▶ What you should do:
The records, repeated exactly and in full, are the expected answer.

▶ Input data:
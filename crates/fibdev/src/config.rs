//! Application configuration from CLI flags and environment.

use std::path::PathBuf;

use clap::Parser;

use fibdev_cli::ValueFormat;
use fibdev_core::constants::MAX_LENGTH;

/// fibdev: fixed-width Fibonacci numbers (64 decimal digits) and a
/// character-device emulator serving them by offset.
#[derive(Parser, Debug)]
#[command(name = "fibdev", version, about)]
pub struct AppConfig {
    /// Fibonacci index to compute.
    #[arg(short, long, default_value_t = 100, env = "FIBDEV_N")]
    pub n: u64,

    /// Algorithm to use: fast, iterative, or all.
    #[arg(long, default_value = "fast")]
    pub algo: String,

    /// How values are printed.
    #[arg(long, value_enum, default_value_t = ValueFormat::Decimal)]
    pub format: ValueFormat,

    /// Sweep the emulated device instead of computing a single index.
    #[arg(long)]
    pub sweep: bool,

    /// Last offset read by a sweep.
    #[arg(long, default_value_t = MAX_LENGTH, env = "FIBDEV_MAX_OFFSET")]
    pub max_offset: u64,

    /// Directory receiving the sweep timing files.
    #[arg(long)]
    pub output_dir: Option<PathBuf>,

    /// Write the computed value to this file.
    #[arg(short, long)]
    pub output: Option<PathBuf>,

    /// Print a JSON report instead of text.
    #[arg(long)]
    pub json: bool,

    /// Quiet mode (only output the values).
    #[arg(short, long)]
    pub quiet: bool,

    /// Verbose output and debug logging.
    #[arg(short, long)]
    pub verbose: bool,

    /// Show detailed information.
    #[arg(short, long)]
    pub details: bool,

    /// Generate shell completion.
    #[arg(long, value_enum)]
    pub completion: Option<clap_complete::Shell>,
}

impl AppConfig {
    /// Parse CLI arguments.
    #[must_use]
    pub fn parse() -> Self {
        <Self as Parser>::parse()
    }
}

▶ Output for this exercise:
filename crates/fibdev/src/config.rs
//! Application configuration from CLI flags and environment.

use std::path::PathBuf;

use clap::Parser;

use fibdev_cli::ValueFormat;
use fibdev_core::constants::MAX_LENGTH;

/// fibdev: fixed-width Fibonacci numbers (64 decimal digits) and a
/// character-device emulator serving them by offset.
#[derive(Parser, Debug)]
#[command(name = "fibdev", version, about)]
pub struct AppConfig {
    /// Fibonacci index to compute.
    #[arg(short, long, default_value_t = 100, env = "FIBDEV_N")]
    pub n: u64,

    /// Algorithm to use: fast, iterative, or all.
    #[arg(long, default_value = "fast")]
    pub algo: String,

    /// How values are printed.
    #[arg(long, value_enum, default_value_t = ValueFormat::Decimal)]
    pub format: ValueFormat,

    /// Sweep the emulated device instead of computing a single index.
    #[arg(long)]
    pub sweep: bool,

    /// Last offset read by a sweep.
    #[arg(long, default_value_t = MAX_LENGTH, env = "FIBDEV_MAX_OFFSET")]
    pub max_offset: u64,

    /// Directory receiving the sweep timing files.
    #[arg(long)]
    pub output_dir: Option<PathBuf>,

    /// Write the computed value to this file.
    #[arg(short, long)]
    pub output: Option<PathBuf>,

    /// Print a JSON report instead of text.
    #[arg(long)]
    pub json: bool,

    /// Quiet mode (only output the values).
    #[arg(short, long)]
    pub quiet: bool,

    /// Verbose output and debug logging.
    #[arg(short, long)]
    pub verbose: bool,

    /// Show detailed information.
    #[arg(short, long)]
    pub details: bool,

    /// Generate shell completion.
    #[arg(long, value_enum)]
    pub completion: Option<clap_complete::Shell>,
}

impl AppConfig {
    /// Parse CLI arguments.
    #[must_use]
    pub fn parse() -> Self {
        <Self as Parser>::parse()
    }
}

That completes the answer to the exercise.